Pool E is one of eight pools of the preliminary round of the 2025 FIVB Women's Volleyball World Championship. The pool consists of Turkey as well as Canada, Bulgaria, and Spain. Teams are playing one another in a round-robin, where the top two teams advancing to the final round.

It is currently taking place from 23 to 27 August 2025, with rest days on 24 and 26 August. Each matchday features two games, held at 16:00 and 19:30. As the seeded team, Turkey would play at 19:30 in the first two matches, except for the final match against Canada, which would be played at 16:00 due to a broadcast time conflict with the China vs. Dominican Republic match in Pool F.

==Teams==
The following four teams are competing in Pool E for the tournament, listed by their position in the pool.

| Position | Country | Confederation | Qualified as | Qualified on | Previous appearances |  |  | Previous best performance |
| Total | First | Last |
| E1 | Turkey^{a} | CEV | 2023 European champions | 30 August 2023 | 5 | 2006 | 2022 | 6th place (2010) |
| E2 | Canada | NORCECA | 2023 NORCECA 3rd placers | 3 September 2023 | 10 | 1974 | 2022 | 10th place (2022) |
| E3 | Bulgaria | CEV | 8th World ranked non-qualified team | 30 August 2024 | 13 | 1952 | 2022 | 4th place (1952) |
| E4 | Spain | CEV | 14th World ranked non-qualified team | 30 August 2024 | 1 | 1982 |  | 20th place (1982) |

^{a}

==World Rankings==
The following four teams are ranked in the FIVB World Rankings at the draw, the beginning and the final day of the tournament.

| Position | Country | FIVB World Rankings |  |  |
| Draw^{α} | Before^{β} | After^{γ} |
| E1 | Turkey | 4 (352.61) | 6 (337.60) | 3 (368.09) |
| E2 | Canada | 8 (284.76) | 12 (238.63) | 12 (230.99) |
| E3 | Bulgaria | 20 (153.92) | 20 (163.03) | 25 (144.25) |
| E4 | Spain | 29 (123.31) | 31 (119.61) | 30 (130.15) |

^{α}
^{β}
^{γ}

==Standings==
The following four teams are ranked based on the pool standing procedure.
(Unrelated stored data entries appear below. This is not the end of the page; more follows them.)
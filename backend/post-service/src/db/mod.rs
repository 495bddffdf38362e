/// Database access layer
pub mod post_repo;

pub use post_repo::{PgPostStore, PostStore};
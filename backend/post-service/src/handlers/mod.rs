/// HTTP request handlers
pub mod posts;

pub use posts::{create_post, get_posts};
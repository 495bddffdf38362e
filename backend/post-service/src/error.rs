/// Error types for Post Service
///
/// This module defines all error types that can occur in the post-service.
/// Errors are converted to appropriate HTTP responses for API clients.
use actix_web::{error::ResponseError, http::StatusCode, HttpResponse};
use std::fmt;

/// Result type for post-service operations
pub type Result<T> = std::result::Result<T, AppError>;

/// Application error types
#[derive(Debug)]
pub enum AppError {
    /// Input content failed validation
    Validation(String),

    /// Caller exhausted its admission quota
    RateLimited,

    /// Missing or invalid caller credentials
    Unauthorized(String),

    /// Database operation failed
    DatabaseError(String),

    /// Identity directory call failed
    IdentityError(String),

    /// Internal server error
    Internal(String),
}

impl fmt::Display for AppError {
    fn fmt(&self, f: &mut fmt::Formatter<'_>) -> fmt::Result {
        match self {
            AppError::Validation(msg) => write!(f, "Validation error: {}", msg),
            AppError::RateLimited => write!(f, "Too many requests"),
            AppError::Unauthorized(msg) => write!(f, "Unauthorized: {}", msg),
            AppError::DatabaseError(msg) => write!(f, "Database error: {}", msg),
            AppError::IdentityError(msg) => write!(f, "Identity error: {}", msg),
            AppError::Internal(msg) => write!(f, "Internal error: {}", msg),
        }
    }
}

impl ResponseError for AppError {
    fn status_code(&self) -> StatusCode {
        match self {
            AppError::Validation(_) => StatusCode::BAD_REQUEST,
            AppError::RateLimited => StatusCode::TOO_MANY_REQUESTS,
            AppError::Unauthorized(_) => StatusCode::UNAUTHORIZED,
            AppError::DatabaseError(_) | AppError::IdentityError(_) | AppError::Internal(_) => {
                StatusCode::INTERNAL_SERVER_ERROR
            }
        }
    }

    fn error_response(&self) -> HttpResponse {
        let status = self.status_code();
        let error_msg = self.to_string();

        HttpResponse::build(status).json(serde_json::json!({
            "error": error_msg,
            "status": status.as_u16(),
        }))
    }
}

impl From<sqlx::Error> for AppError {
    fn from(err: sqlx::Error) -> Self {
        AppError::DatabaseError(err.to_string())
    }
}

impl From<identity_client::IdentityError> for AppError {
    fn from(err: identity_client::IdentityError) -> Self {
        AppError::IdentityError(err.to_string())
    }
}

impl From<rate_limiter::RateLimitError> for AppError {
    fn from(err: rate_limiter::RateLimitError) -> Self {
        AppError::Internal(err.to_string())
    }
}
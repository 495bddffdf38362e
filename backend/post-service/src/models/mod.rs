/// Data models for post-service
///
/// - `Post`: an immutable emoji post as persisted
/// - `AuthorProjection`: the reduced view of an identity record exposed in
///   read responses
/// - `EnrichedPost`: a post paired with its resolved author, built per request
use chrono::{DateTime, Utc};
use identity_client::IdentityRecord;
use serde::{Deserialize, Serialize};
use sqlx::FromRow;
use utoipa::ToSchema;
use uuid::Uuid;

/// A post as stored. Posts are append-only: nothing mutates or deletes a row
/// after the insert, so there are no status or soft-delete columns.
#[derive(Debug, Clone, PartialEq, Serialize, Deserialize, FromRow, ToSchema)]
pub struct Post {
    pub id: Uuid,
    /// Opaque reference into the external identity directory
    pub author_id: String,
    pub content: String,
    pub created_at: DateTime<Utc>,
}

/// Read-only author view derived from an identity record. `username` is
/// non-optional here: a record without a username never becomes a projection.
#[derive(Debug, Clone, PartialEq, Serialize, ToSchema)]
pub struct AuthorProjection {
    pub id: String,
    pub username: String,
    pub profile_image_url: Option<String>,
}

impl AuthorProjection {
    /// Project an identity record down to the fields clients may see.
    /// Returns `None` when the record has no username, which callers treat
    /// as an unresolvable author.
    pub fn from_identity(record: &IdentityRecord) -> Option<Self> {
        let username = record.username.clone()?;
        Some(Self {
            id: record.id.clone(),
            username,
            profile_image_url: record.profile_image_url.clone(),
        })
    }
}

/// A post joined with its author for the duration of a list response.
#[derive(Debug, Clone, PartialEq, Serialize, ToSchema)]
pub struct EnrichedPost {
    pub post: Post,
    pub author: AuthorProjection,
}
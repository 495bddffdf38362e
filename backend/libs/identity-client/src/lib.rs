//! Identity directory client
//!
//! The identity directory is an external service that owns user accounts;
//! this crate exposes the read-only lookup the post service needs (batch
//! fetch by ID) behind the `IdentityDirectory` trait so callers can swap the
//! HTTP implementation for a mock in tests.

use async_trait::async_trait;
use serde::Deserialize;
use tracing::debug;

/// A user record as returned by the identity directory. `username` is
/// optional on the wire: accounts created through some providers have no
/// handle until the owner picks one.
#[derive(Debug, Clone, Deserialize)]
pub struct IdentityRecord {
    pub id: String,
    pub username: Option<String>,
    pub profile_image_url: Option<String>,
}

#[derive(Debug, thiserror::Error)]
pub enum IdentityError {
    #[error("identity request failed: {0}")]
    Transport(#[from] reqwest::Error),
    #[error("identity directory returned {status}: {body}")]
    Status {
        status: reqwest::StatusCode,
        body: String,
    },
}

/// Batch lookup of identity records by ID.
#[async_trait]
pub trait IdentityDirectory: Send + Sync {
    async fn get_users(
        &self,
        ids: &[String],
        limit: usize,
    ) -> Result<Vec<IdentityRecord>, IdentityError>;
}

/// HTTP client for the identity directory's user listing endpoint.
pub struct HttpIdentityDirectory {
    client: reqwest::Client,
    base_url: String,
}

#[derive(Debug, Deserialize)]
struct UserListResponse {
    users: Vec<IdentityRecord>,
}

impl HttpIdentityDirectory {
    pub fn new(base_url: &str) -> Self {
        Self {
            client: reqwest::Client::new(),
            base_url: base_url.trim_end_matches('/').to_string(),
        }
    }
}

#[async_trait]
impl IdentityDirectory for HttpIdentityDirectory {
    async fn get_users(
        &self,
        ids: &[String],
        limit: usize,
    ) -> Result<Vec<IdentityRecord>, IdentityError> {
        let url = format!("{}/api/v1/users", self.base_url);

        debug!(count = ids.len(), "fetching identity records");

        let response = self
            .client
            .get(&url)
            .query(&[("ids", ids.join(",")), ("limit", limit.to_string())])
            .send()
            .await?;

        if !response.status().is_success() {
            let status = response.status();
            let body = response
                .text()
                .await
                .unwrap_or_else(|_| "Unknown error".to_string());
            return Err(IdentityError::Status { status, body });
        }

        let list = response.json::<UserListResponse>().await?;
        Ok(list.users)
    }
}
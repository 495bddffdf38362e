use crate::models::Post;
use async_trait::async_trait;
use sqlx::PgPool;

/// Post persistence. The service layer only sees this trait so tests can
/// substitute an in-memory double and assert on call counts.
#[async_trait]
pub trait PostStore: Send + Sync {
    /// Most recent posts first, at most `limit` rows.
    async fn find_recent(&self, limit: i64) -> Result<Vec<Post>, sqlx::Error>;

    /// Insert a post; `id` and `created_at` are assigned by the database.
    async fn insert(&self, author_id: &str, content: &str) -> Result<Post, sqlx::Error>;
}

/// PostgreSQL-backed post store.
pub struct PgPostStore {
    pool: PgPool,
}

impl PgPostStore {
    pub fn new(pool: PgPool) -> Self {
        Self { pool }
    }
}

#[async_trait]
impl PostStore for PgPostStore {
    async fn find_recent(&self, limit: i64) -> Result<Vec<Post>, sqlx::Error> {
        let posts = sqlx::query_as::<_, Post>(
            r#"
            SELECT id, author_id, content, created_at
            FROM posts
            ORDER BY created_at DESC
            LIMIT $1
            "#,
        )
        .bind(limit)
        .fetch_all(&self.pool)
        .await?;

        Ok(posts)
    }

    async fn insert(&self, author_id: &str, content: &str) -> Result<Post, sqlx::Error> {
        let post = sqlx::query_as::<_, Post>(
            r#"
            INSERT INTO posts (author_id, content)
            VALUES ($1, $2)
            RETURNING id, author_id, content, created_at
            "#,
        )
        .bind(author_id)
        .bind(content)
        .fetch_one(&self.pool)
        .await?;

        Ok(post)
    }
}
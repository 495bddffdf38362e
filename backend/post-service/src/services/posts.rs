/// Post service - the read-side join and the write-side admission sequence
use crate::db::PostStore;
use crate::error::{AppError, Result};
use crate::models::{AuthorProjection, EnrichedPost, Post};
use crate::validators;
use identity_client::{IdentityDirectory, IdentityRecord};
use rate_limiter::RateLimiter;
use std::collections::{HashMap, HashSet};
use std::sync::Arc;

/// How many posts a single list call returns at most.
pub const RECENT_POSTS_LIMIT: i64 = 100;

/// Cap on the identity directory batch lookup.
const IDENTITY_LOOKUP_LIMIT: usize = 100;

/// Holds the process-wide collaborator handles. Constructed once at startup
/// and shared across requests; the collaborators own all mutable state.
pub struct PostService {
    store: Arc<dyn PostStore>,
    identity: Arc<dyn IdentityDirectory>,
    limiter: Arc<dyn RateLimiter>,
}

impl PostService {
    pub fn new(
        store: Arc<dyn PostStore>,
        identity: Arc<dyn IdentityDirectory>,
        limiter: Arc<dyn RateLimiter>,
    ) -> Self {
        Self {
            store,
            identity,
            limiter,
        }
    }

    /// List the most recent posts, each enriched with its author.
    ///
    /// Posts and identities live in systems with no referential integrity
    /// between them, so the in-memory join checks every reference: a post
    /// whose author is missing from the directory, or resolves to a record
    /// without a username, fails the whole call. No partial list is returned.
    pub async fn list_recent_posts(&self) -> Result<Vec<EnrichedPost>> {
        let posts = self.store.find_recent(RECENT_POSTS_LIMIT).await?;
        if posts.is_empty() {
            return Ok(Vec::new());
        }

        let mut seen = HashSet::new();
        let author_ids: Vec<String> = posts
            .iter()
            .filter(|post| seen.insert(post.author_id.clone()))
            .map(|post| post.author_id.clone())
            .collect();

        let records = self
            .identity
            .get_users(&author_ids, IDENTITY_LOOKUP_LIMIT)
            .await?;
        let authors: HashMap<String, IdentityRecord> = records
            .into_iter()
            .map(|record| (record.id.clone(), record))
            .collect();

        posts
            .into_iter()
            .map(|post| {
                let author = authors
                    .get(&post.author_id)
                    .and_then(AuthorProjection::from_identity)
                    .ok_or_else(|| {
                        tracing::error!(
                            post_id = %post.id,
                            author_id = %post.author_id,
                            "post references an unresolvable author"
                        );
                        AppError::Internal("author for post not found".to_string())
                    })?;
                Ok(EnrichedPost { post, author })
            })
            .collect()
    }

    /// Create a post for `author_id`.
    ///
    /// Order matters: content validation first (an invalid request must not
    /// consume a rate-limit slot), then the admission check, then the insert.
    /// Nothing is persisted on any failure path.
    pub async fn create_post(&self, author_id: &str, content: &str) -> Result<Post> {
        validators::validate_post_content(content).map_err(|err| {
            AppError::Validation(
                err.message
                    .map(|m| m.to_string())
                    .unwrap_or_else(|| err.code.to_string()),
            )
        })?;

        let decision = self.limiter.limit(author_id).await?;
        if !decision.allowed {
            tracing::warn!(%author_id, "post creation rate limited");
            return Err(AppError::RateLimited);
        }

        let post = self.store.insert(author_id, content).await?;
        Ok(post)
    }
}
/// Post Service Library
///
/// Handles the posts endpoints for the Chirp platform: listing recent posts
/// enriched with author profiles from the identity directory, and creating
/// emoji-only posts guarded by a per-author rate limit.
///
/// # Modules
///
/// - `handlers`: HTTP request handlers and their DTOs
/// - `models`: Data structures for posts and author projections
/// - `services`: Business logic layer (the read join and the write admission)
/// - `db`: Post persistence behind the `PostStore` trait
/// - `validators`: Emoji-only content rule
/// - `middleware`: Bearer token authentication and request timing
/// - `error`: Error types and HTTP mapping
/// - `config`: Configuration management
pub mod config;
pub mod db;
pub mod error;
pub mod handlers;
pub mod middleware;
pub mod models;
pub mod openapi;
pub mod services;
pub mod validators;

pub use config::Config;
pub use error::{AppError, Result};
- The winners of Pool E will advance to play the runners-up of Pool D.
- The runners-up of Pool E will advance to play the winners of Pool D.

| Pos | Teamv; t; e; | Pld | W | L | Pts | SW | SL | SR | SPW | SPL | SPR | Qualification |
| 1 | Turkey | 3 | 3 | 0 | 9 | 9 | 0 | MAX | 227 | 175 | 1.297 | Final round |
| 2 | Canada | 3 | 2 | 1 | 5 | 6 | 6 | 1.000 | 271 | 263 | 1.030 |
| 3 | Spain | 3 | 1 | 2 | 4 | 5 | 7 | 0.714 | 260 | 268 | 0.970 |  |
| 4 | Bulgaria | 3 | 0 | 3 | 0 | 2 | 9 | 0.222 | 218 | 270 | 0.807 |

==Matches==

The following six matches of Pool D will play at the Korat Chatchai Hall, Nakhon Ratchasima.

===Canada vs Bulgaria===
The teams recently faced each other in the 2025 FIVB Women's Volleyball Nations League, where Canada won 3–2. This is the seventh game between Canada and Bulgaria in the World Championship. Bulgaria has won four of the previous meetings in 1982, 1986, 2014, and 2018, while Canada has won two in 1974 and 2022.

===Turkey vs Spain===
The teams recently faced each other in the 2013 Women's European Volleyball Championship, where Turkey won 3–0. They also met in the 2022 Mediterranean Games, with Turkey winning 3–1, but Turkey did not use the same squad as in the FIVB world tournaments. This is the first game between Turkey and Spain in the World Championship.

===Canada vs Spain===
The teams recently faced each other in the 1991 FIVB Volleyball Women's World Cup, where Canada won 3–1. This is the first game between Canada and Spain in the World Championship.

===Turkey vs Bulgaria===
The teams recently faced each other in the 2023 FIVB Volleyball Women's Olympic Qualification Tournaments, where Turkey won 3–0. This is the third game between Turkey and Bulgaria in the World Championship with each team having won once — Bulgaria in 2014 and Turkey in 2018.

===Turkey vs Canada===
The teams recently faced each other in the 2025 FIVB Women's Volleyball Nations League, where Turkey won 3–0. This is the fifth game between Turkey and Canada in the World Championship. Turkey has won all four of their previous encounters in four consecutive years: 2010, 2014, 2018, and 2022.

===Bulgaria vs Spain===
The teams recently faced each other in the 2021 Women's European Volleyball Championship, where Bulgaria won 3–0. This is the second game between Bulgaria and Spain in the World Championship with Bulgaria winning in their first meeting in 1982.